What to do:
Select from the data all lines with the word "logs".

-------- Supplied records --------

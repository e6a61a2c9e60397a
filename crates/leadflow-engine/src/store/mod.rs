//! Checkpoint store
//!
//! Every committed transition is an immutable [`Checkpoint`] appended to the
//! instance's log. The store enforces the optimistic lock: a checkpoint is
//! accepted only when its version is exactly one past the latest stored
//! version. The current state of an instance is [`replay`] of its log.
//!
//! # Backends
//!
//! - [`MemoryCheckpointStore`]: in-process, for tests and short-lived runs
//! - [`FileCheckpointStore`]: one directory per instance, one file per
//!   version, optional zstd compression

mod file;

pub use file::FileCheckpointStore;

use async_trait::async_trait;
use chrono::{DateTime, Utc};
use serde::{Deserialize, Serialize};
use serde_json::Value;
use std::collections::{BTreeMap, HashMap};
use std::path::PathBuf;
use std::sync::Arc;
use tokio::sync::RwLock;

use crate::approval::{ApprovalState, ApprovalTicket};
use crate::error::EngineError;
use crate::instance::{InstanceId, InstanceStatus, StageResult, WorkflowInstance};
use crate::negotiation::{AuctionResult, Settlement};

/// What a committed transition did, for the audit trail
#[derive(Debug, Clone, PartialEq, Serialize, Deserialize)]
#[serde(tag = "kind", rename_all = "snake_case")]
pub enum Transition {
    Created,
    StageCommitted {
        stage: String,
        agent: Option<String>,
    },
    FanIn {
        stage: String,
        absent: Vec<String>,
    },
    AuctionSettled {
        stage: String,
        auction: AuctionResult,
        settlement: Settlement,
    },
    AuctionFallback {
        stage: String,
        error: String,
        degraded: Option<String>,
    },
    SkippedForward {
        stage: String,
        reason: String,
    },
    ApprovalRequested {
        stage: String,
        deadline: Option<DateTime<Utc>>,
    },
    ApprovalResolved {
        stage: String,
        state: ApprovalState,
        decided_by: Option<String>,
    },
    Dispatched {
        stage: String,
        idempotency_key: String,
    },
    Failed {
        stage: Option<String>,
        error: String,
    },
    Cancelled {
        reason: String,
    },
}

impl Transition {
    pub fn kind(&self) -> &'static str {
        match self {
            Transition::Created => "created",
            Transition::StageCommitted { .. } => "stage_committed",
            Transition::FanIn { .. } => "fan_in",
            Transition::AuctionSettled { .. } => "auction_settled",
            Transition::AuctionFallback { .. } => "auction_fallback",
            Transition::SkippedForward { .. } => "skipped_forward",
            Transition::ApprovalRequested { .. } => "approval_requested",
            Transition::ApprovalResolved { .. } => "approval_resolved",
            Transition::Dispatched { .. } => "dispatched",
            Transition::Failed { .. } => "failed",
            Transition::Cancelled { .. } => "cancelled",
        }
    }
}

/// Immutable snapshot written by one committed transition
#[derive(Debug, Clone, PartialEq, Serialize, Deserialize)]
pub struct Checkpoint {
    pub instance_id: InstanceId,
    pub version: u64,
    pub status: InstanceStatus,
    pub stage_results: BTreeMap<String, StageResult>,
    pub budget_remaining: f64,
    pub visit_counts: BTreeMap<String, u32>,
    pub cursor: Option<String>,
    pub reason: Option<String>,
    pub approval: Option<ApprovalTicket>,
    /// Only on the genesis checkpoint; the payload never changes
    #[serde(default, skip_serializing_if = "Option::is_none")]
    pub payload: Option<Value>,
    pub transition: Transition,
    pub timestamp: DateTime<Utc>,
}

impl Checkpoint {
    /// Snapshot `instance` as committed by `transition`
    pub fn snapshot(instance: &WorkflowInstance, transition: Transition) -> Self {
        Self {
            instance_id: instance.id.clone(),
            version: instance.version,
            status: instance.status,
            stage_results: instance.stage_results.clone(),
            budget_remaining: instance.budget_remaining,
            visit_counts: instance.visit_counts.clone(),
            cursor: instance.cursor.clone(),
            reason: instance.reason.clone(),
            approval: instance.approval.clone(),
            payload: (instance.version == 1).then(|| instance.payload.clone()),
            transition,
            timestamp: instance.updated_at,
        }
    }

    pub fn is_genesis(&self) -> bool {
        self.version == 1
    }
}

/// Fold one checkpoint onto the state reconstructed so far
fn fold(state: Option<WorkflowInstance>, checkpoint: &Checkpoint) -> Result<WorkflowInstance, EngineError> {
    let id = &checkpoint.instance_id;
    let (payload, created_at) = match state {
        None => {
            if !checkpoint.is_genesis() {
                return Err(EngineError::corrupt_chain(
                    id,
                    format!("chain starts at version {}", checkpoint.version),
                ));
            }
            let payload = checkpoint
                .payload
                .clone()
                .ok_or_else(|| EngineError::corrupt_chain(id, "genesis checkpoint without payload"))?;
            (payload, checkpoint.timestamp)
        }
        Some(previous) => {
            if previous.id != *id {
                return Err(EngineError::corrupt_chain(
                    id,
                    format!("checkpoint belongs to {}", previous.id),
                ));
            }
            if checkpoint.version != previous.version + 1 {
                return Err(EngineError::corrupt_chain(
                    id,
                    format!(
                        "version {} follows version {}",
                        checkpoint.version, previous.version
                    ),
                ));
            }
            (previous.payload, previous.created_at)
        }
    };

    Ok(WorkflowInstance {
        id: id.clone(),
        payload,
        stage_results: checkpoint.stage_results.clone(),
        status: checkpoint.status,
        budget_remaining: checkpoint.budget_remaining,
        version: checkpoint.version,
        visit_counts: checkpoint.visit_counts.clone(),
        cursor: checkpoint.cursor.clone(),
        reason: checkpoint.reason.clone(),
        approval: checkpoint.approval.clone(),
        created_at,
        updated_at: checkpoint.timestamp,
    })
}

/// Reconstruct an instance from its ordered checkpoint chain.
///
/// Pure: no agent, auction or store access. `None` for an empty chain.
pub fn replay(chain: &[Checkpoint]) -> Result<Option<WorkflowInstance>, EngineError> {
    chain
        .iter()
        .try_fold(None, |state, checkpoint| fold(state, checkpoint).map(Some))
}

/// Append-only checkpoint log
#[async_trait]
pub trait CheckpointStore: Send + Sync {
    /// Append a checkpoint.
    ///
    /// Fails with [`EngineError::OptimisticLockConflict`] unless
    /// `checkpoint.version` is the latest stored version plus one.
    async fn append(&self, checkpoint: &Checkpoint) -> Result<(), EngineError>;

    /// All checkpoints of an instance, oldest first
    async fn chain(&self, id: &InstanceId) -> Result<Vec<Checkpoint>, EngineError>;

    /// Latest stored version, `None` for unknown instances
    async fn latest_version(&self, id: &InstanceId) -> Result<Option<u64>, EngineError>;

    /// Every known instance id, sorted
    async fn instances(&self) -> Result<Vec<InstanceId>, EngineError>;

    /// Checkpoints with `from <= timestamp < to`, across all instances
    async fn range(&self, from: DateTime<Utc>, to: DateTime<Utc>) -> Result<Vec<Checkpoint>, EngineError> {
        let mut found = Vec::new();
        for id in self.instances().await? {
            found.extend(
                self.chain(&id)
                    .await?
                    .into_iter()
                    .filter(|c| c.timestamp >= from && c.timestamp < to),
            );
        }
        found.sort_by(|a, b| {
            a.timestamp
                .cmp(&b.timestamp)
                .then_with(|| a.instance_id.cmp(&b.instance_id))
                .then_with(|| a.version.cmp(&b.version))
        });
        Ok(found)
    }

    /// Current state of an instance
    async fn load(&self, id: &InstanceId) -> Result<WorkflowInstance, EngineError> {
        let chain = self.chain(id).await?;
        replay(&chain)?.ok_or_else(|| EngineError::InstanceNotFound(id.clone()))
    }
}

/// In-memory checkpoint store
#[derive(Debug, Default)]
pub struct MemoryCheckpointStore {
    logs: RwLock<HashMap<InstanceId, Vec<Checkpoint>>>,
}

impl MemoryCheckpointStore {
    pub fn new() -> Self {
        Self::default()
    }
}

#[async_trait]
impl CheckpointStore for MemoryCheckpointStore {
    async fn append(&self, checkpoint: &Checkpoint) -> Result<(), EngineError> {
        let mut logs = self.logs.write().await;
        let log = logs.entry(checkpoint.instance_id.clone()).or_default();
        let latest = log.last().map(|c| c.version).unwrap_or(0);
        if checkpoint.version != latest + 1 {
            return Err(EngineError::conflict(
                &checkpoint.instance_id,
                checkpoint.version.saturating_sub(1),
                latest,
            ));
        }
        log.push(checkpoint.clone());
        Ok(())
    }

    async fn chain(&self, id: &InstanceId) -> Result<Vec<Checkpoint>, EngineError> {
        Ok(self.logs.read().await.get(id).cloned().unwrap_or_default())
    }

    async fn latest_version(&self, id: &InstanceId) -> Result<Option<u64>, EngineError> {
        Ok(self
            .logs
            .read()
            .await
            .get(id)
            .and_then(|log| log.last())
            .map(|c| c.version))
    }

    async fn instances(&self) -> Result<Vec<InstanceId>, EngineError> {
        let logs = self.logs.read().await;
        let mut ids: Vec<InstanceId> = logs
            .iter()
            .filter(|(_, log)| !log.is_empty())
            .map(|(id, _)| id.clone())
            .collect();
        ids.sort();
        Ok(ids)
    }
}

/// Store backend selection
#[derive(Debug, Clone, Default, Serialize, Deserialize)]
#[serde(tag = "type", rename_all = "snake_case")]
pub enum StoreConfig {
    #[default]
    Memory,
    File {
        path: PathBuf,
        #[serde(default)]
        compression: bool,
    },
}

/// Create a checkpoint store from configuration
pub fn create_store(config: &StoreConfig) -> Arc<dyn CheckpointStore> {
    match config {
        StoreConfig::Memory => Arc::new(MemoryCheckpointStore::new()),
        StoreConfig::File { path, compression } => {
            Arc::new(FileCheckpointStore::new(path.clone(), *compression))
        }
    }
}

--------

Response area:
    logs: RwLock<HashMap<InstanceId, Vec<Checkpoint>>>,
        let mut logs = self.logs.write().await;
        let log = logs.entry(checkpoint.instance_id.clone()).or_default();
        Ok(self.logs.read().await.get(id).cloned().unwrap_or_default())
            .logs
        let logs = self.logs.read().await;
        let mut ids: Vec<InstanceId> = logs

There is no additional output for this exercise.